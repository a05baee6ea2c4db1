//! Rule-driven punch layout generator.
//!
//! [`plan`] turns a [`ProfileSpec`] into a [`Layout`]: five position-sorted
//! punch lists plus the derived member scalars. Generation is pure and
//! deterministic; it never validates the result. Layouts that break
//! manufacturing rules are allowed to exist and are graded downstream by the
//! clash detector.
//!
//! Dispatch is a small lattice over (role, screens, joist-box):
//! bearers split four ways, joists two. Each branch only reads the spec and
//! the catalog.

mod bearer;
mod joist;

use catalog::{span_limit, DEFAULT_HOLE_DIAMETER, END_EXCLUSION_BASE};
use tracing::{debug, warn};
use types::{Dimensions, Layout, ProfileSpec, PunchKind, Role};

/// Plan the full punch layout for one member.
pub fn plan(spec: &ProfileSpec) -> Layout {
    let dims = derive_dimensions(spec);
    let length = spec.length_mm as f64;

    if let Some(kpa) = spec.kpa_rating {
        if spec.role() == Role::Joist && length > span_limit(kpa) {
            warn!(length_mm = spec.length_mm, kpa = kpa.value(), "span exceeds rated limit");
        }
    }

    let (branch, punches) = match (spec.role(), spec.screens_enabled, spec.joist_box) {
        (Role::Bearer, false, false) => ("bearer_normal", bearer::normal(spec, &dims)),
        (Role::Bearer, false, true) => ("bearer_normal_boxmode", bearer::normal_boxmode(spec, &dims)),
        (Role::Bearer, true, false) => ("bearer_screens", bearer::screens(spec, &dims)),
        (Role::Bearer, true, true) => ("bearer_screens_boxmode", bearer::screens_boxmode(spec, &dims)),
        (Role::Joist, false, _) => ("joist_normal", joist::normal(spec, &dims)),
        (Role::Joist, true, _) => ("joist_screens", joist::screens(spec, &dims)),
    };
    debug!(branch, punches = punches.len(), "layout planned");

    let mut dims = dims;
    dims.hole_qty = punches
        .iter()
        .filter(|p| {
            matches!(
                p.kind,
                PunchKind::SmallServiceHole | PunchKind::MServiceHole | PunchKind::LargeServiceHole
            )
        })
        .count() as u32;

    Layout::planned(spec.variant, length, dims, punches)
}

/// Compute the derived scalars for a spec.
///
/// Shared by every branch and by the manual-override engine, which needs the
/// same scalars for layouts it rebuilds from user edits.
pub fn derive_dimensions(spec: &ProfileSpec) -> Dimensions {
    let length = spec.length_mm as f64;
    let height = spec.profile_height_mm as f64;
    let hole_diameter = spec.hole_type.diameter().unwrap_or(DEFAULT_HOLE_DIAMETER);
    let end_exclusion = 2.0 * (hole_diameter / 2.0 + END_EXCLUSION_BASE);
    let length_mod = length - end_exclusion;
    let hole_spacing = spec.hole_spacing_mm as f64;
    let openings = (length_mod / hole_spacing).floor();
    let opening_centres = if openings >= 1.0 {
        length_mod / openings
    } else {
        length_mod
    };

    Dimensions {
        end_exclusion_mm: end_exclusion,
        length_mod_mm: length_mod,
        opening_centres_mm: opening_centres,
        hole_qty: 0,
        tab_offset_mm: (height - 70.0) / 2.0,
        flange_mm: match spec.role() {
            Role::Bearer => 63.0,
            Role::Joist => 59.0,
        },
        thickness_mm: 1.8,
        hole_diameter_mm: hole_diameter,
        hole_edge_distance_mm: ((height - hole_diameter) / 2.0).max(0.0),
    }
}

/// Grid positions from `start` at `step` pitch, strictly inside `end`.
pub(crate) fn grid(start: f64, step: f64, end: f64) -> Vec<f64> {
    let mut out = Vec::new();
    let mut pos = start;
    while pos < end {
        out.push(pos);
        pos += step;
    }
    out
}

#[cfg(test)]
mod tests {
    use super::*;
    use approx::assert_relative_eq;
    use types::{HoleType, ProfileVariant};

    #[test]
    fn test_grid_stays_strictly_inside() {
        assert_eq!(grid(600.0, 600.0, 5200.0), vec![
            600.0, 1200.0, 1800.0, 2400.0, 3000.0, 3600.0, 4200.0, 4800.0
        ]);
        // An exact multiple of the pitch never lands on the member end.
        assert_eq!(grid(300.0, 300.0, 1200.0), vec![300.0, 600.0, 900.0]);
        assert_eq!(grid(600.0, 600.0, 600.0), Vec::<f64>::new());
    }

    #[test]
    fn test_dimensions_default_hole_diameter() {
        let spec = ProfileSpec {
            variant: ProfileVariant::BearerSingle,
            length_mm: 5200,
            hole_type: HoleType::None,
            ..Default::default()
        };
        let dims = derive_dimensions(&spec);
        assert_relative_eq!(dims.hole_diameter_mm, 200.0);
        assert_relative_eq!(dims.end_exclusion_mm, 800.0);
        assert_relative_eq!(dims.length_mod_mm, 4400.0);
        assert_relative_eq!(dims.flange_mm, 63.0);
        assert_relative_eq!(dims.thickness_mm, 1.8);
    }

    #[test]
    fn test_dimensions_opening_centres() {
        let spec = ProfileSpec {
            variant: ProfileVariant::JoistSingle,
            length_mm: 6000,
            hole_type: HoleType::R200,
            hole_spacing_mm: 650,
            ..Default::default()
        };
        let dims = derive_dimensions(&spec);
        assert_relative_eq!(dims.end_exclusion_mm, 800.0);
        assert_relative_eq!(dims.length_mod_mm, 5200.0);
        // 5200 / floor(5200/650) = 5200 / 8
        assert_relative_eq!(dims.opening_centres_mm, 650.0);
        assert_relative_eq!(dims.flange_mm, 59.0);
    }

    #[test]
    fn test_dimensions_oval_uses_width() {
        let spec = ProfileSpec {
            hole_type: HoleType::Oval200x400,
            ..Default::default()
        };
        let dims = derive_dimensions(&spec);
        assert_relative_eq!(dims.hole_diameter_mm, 400.0);
        assert_relative_eq!(dims.end_exclusion_mm, 1000.0);
    }

    #[test]
    fn test_plan_is_deterministic() {
        let spec = ProfileSpec {
            variant: ProfileVariant::BearerSingle,
            length_mm: 5200,
            stubs_enabled: true,
            stub_positions: vec![331, 1531, 2731, 3931, 4869],
            ..Default::default()
        };
        assert_eq!(plan(&spec), plan(&spec));
    }

    #[test]
    fn test_plan_positions_sorted_quantised_in_bounds() {
        let spec = ProfileSpec {
            variant: ProfileVariant::JoistSingle,
            length_mm: 6000,
            hole_type: HoleType::R200,
            ..Default::default()
        };
        let layout = plan(&spec);
        for list in [
            &layout.bolt_holes,
            &layout.dimples,
            &layout.web_tabs,
            &layout.service_holes,
            &layout.stubs,
        ] {
            for pair in list.windows(2) {
                assert!(pair[0].position_mm <= pair[1].position_mm);
            }
            for p in list.iter() {
                assert!(p.position_mm >= 0.0 && p.position_mm <= 6000.0);
                let doubled = p.position_mm * 2.0;
                assert_eq!(doubled, doubled.round(), "not half-mm quantised: {}", p.position_mm);
                assert!(p.active);
            }
        }
    }
}
//! Press-brake CSV wire format.
//!
//! One member encodes to a single comma-separated line with no trailing
//! newline and no header row. The press consumes the record verbatim:
//!
//! ```text
//! csvCOMPONENT,<component>,<part>,<BEARER|JOIST>,NORMAL,<qty>,<len>,0,0,<len>,0,50[,<station>,<pos>]*
//! ```
//!
//! Punch hits are merged across all five lists, sorted by position, and named
//! by their station; corner brackets hit the service station and emit under
//! its name. [`parse_csv`] is the inverse used for verification; it is not a
//! general CSV reader.

use catalog::emit_station;
use thiserror::Error;
use types::{round_half, Layout, PunchKind, Role};

/// Mandatory first token of every record.
pub const LINE_PREFIX: &str = "csvCOMPONENT";
/// Member length written when a layout carries no derived scalars.
const FALLBACK_LENGTH: f64 = 5200.0;

#[derive(Debug, Error)]
pub enum NcError {
    #[error("record does not start with {LINE_PREFIX}")]
    MissingPrefix,

    #[error("record truncated: expected at least 12 header fields, got {0}")]
    Truncated(usize),

    #[error("punch fields are not station/position pairs")]
    UnpairedPunch,

    #[error("invalid number: {0}")]
    InvalidNumber(String),

    #[error("unknown member role: {0}")]
    UnknownRole(String),

    #[error("unknown station: {0}")]
    UnknownStation(String),
}

/// Export metadata supplied by the host.
#[derive(Debug, Clone)]
pub struct Meta {
    pub part_code: String,
    pub qty: u32,
}

/// A decoded record, used to verify encodes round-trip.
#[derive(Debug, Clone, PartialEq)]
pub struct NcRecord {
    pub component_code: String,
    pub part_code: String,
    pub role: Role,
    pub qty: u32,
    pub length_mm: f64,
    /// (station kind, position) pairs in wire order
    pub punches: Vec<(PunchKind, f64)>,
}

/// Encode a layout as one press record.
pub fn encode_csv(layout: &Layout, meta: &Meta) -> String {
    let component_code = if meta.part_code.starts_with('B') {
        "B1-1"
    } else {
        "J1-1"
    };
    let role = match layout.variant.role() {
        Role::Bearer => "BEARER",
        Role::Joist => "JOIST",
    };
    let mut length = layout.dims.length_mod_mm + layout.dims.end_exclusion_mm;
    if length <= 0.0 {
        length = FALLBACK_LENGTH;
    }

    let mut line = format!(
        "{LINE_PREFIX},{component_code},{},{role},NORMAL,{},{len},0,0,{len},0,50",
        meta.part_code,
        meta.qty,
        len = fmt(length),
    );
    for punch in layout.merged() {
        if !punch.active {
            continue;
        }
        line.push(',');
        line.push_str(emit_station(punch.kind));
        line.push(',');
        line.push_str(&fmt(round_half(punch.position_mm)));
    }
    line
}

/// Decode a press record back into its header and punch pairs.
pub fn parse_csv(line: &str) -> Result<NcRecord, NcError> {
    let fields: Vec<&str> = line.split(',').collect();
    if fields[0] != LINE_PREFIX {
        return Err(NcError::MissingPrefix);
    }
    if fields.len() < 12 {
        return Err(NcError::Truncated(fields.len()));
    }

    let role = match fields[3] {
        "BEARER" => Role::Bearer,
        "JOIST" => Role::Joist,
        other => return Err(NcError::UnknownRole(other.to_string())),
    };
    let qty = fields[5]
        .parse::<u32>()
        .map_err(|_| NcError::InvalidNumber(fields[5].to_string()))?;
    let length_mm = number(fields[6])?;

    let rest = &fields[12..];
    if rest.len() % 2 != 0 {
        return Err(NcError::UnpairedPunch);
    }
    let mut punches = Vec::with_capacity(rest.len() / 2);
    for pair in rest.chunks_exact(2) {
        punches.push((station_kind(pair[0])?, number(pair[1])?));
    }

    Ok(NcRecord {
        component_code: fields[1].to_string(),
        part_code: fields[2].to_string(),
        role,
        qty,
        length_mm,
        punches,
    })
}

fn number(field: &str) -> Result<f64, NcError> {
    field
        .parse::<f64>()
        .map_err(|_| NcError::InvalidNumber(field.to_string()))
}

fn station_kind(station: &str) -> Result<PunchKind, NcError> {
    match station {
        "BOLT HOLE" => Ok(PunchKind::BoltHole),
        "DIMPLE" => Ok(PunchKind::Dimple),
        "WEB TAB" => Ok(PunchKind::WebTab),
        "SERVICE" => Ok(PunchKind::Service),
        "SMALL SERVICE HOLE" => Ok(PunchKind::SmallServiceHole),
        "M SERVICE HOLE" => Ok(PunchKind::MServiceHole),
        "LARGE SERVICE HOLE" => Ok(PunchKind::LargeServiceHole),
        other => Err(NcError::UnknownStation(other.to_string())),
    }
}

/// Positions print as integers where whole, else with one decimal.
fn fmt(x: f64) -> String {
    if x.fract() == 0.0 {
        format!("{}", x as i64)
    } else {
        format!("{x:.1}")
    }
}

Your instructions:
Exact lines only, please: output the listing from the first line to the line with "if let Some(kpa)", both included.

Task solution:
repository a05baee6ea2c4db1
//! Rule-driven punch layout generator.
//!
//! [`plan`] turns a [`ProfileSpec`] into a [`Layout`]: five position-sorted
//! punch lists plus the derived member scalars. Generation is pure and
//! deterministic; it never validates the result. Layouts that break
//! manufacturing rules are allowed to exist and are graded downstream by the
//! clash detector.
//!
//! Dispatch is a small lattice over (role, screens, joist-box):
//! bearers split four ways, joists two. Each branch only reads the spec and
//! the catalog.

mod bearer;
mod joist;

use catalog::{span_limit, DEFAULT_HOLE_DIAMETER, END_EXCLUSION_BASE};
use tracing::{debug, warn};
use types::{Dimensions, Layout, ProfileSpec, PunchKind, Role};

/// Plan the full punch layout for one member.
pub fn plan(spec: &ProfileSpec) -> Layout {
    let dims = derive_dimensions(spec);
    let length = spec.length_mm as f64;

    if let Some(kpa) = spec.kpa_rating {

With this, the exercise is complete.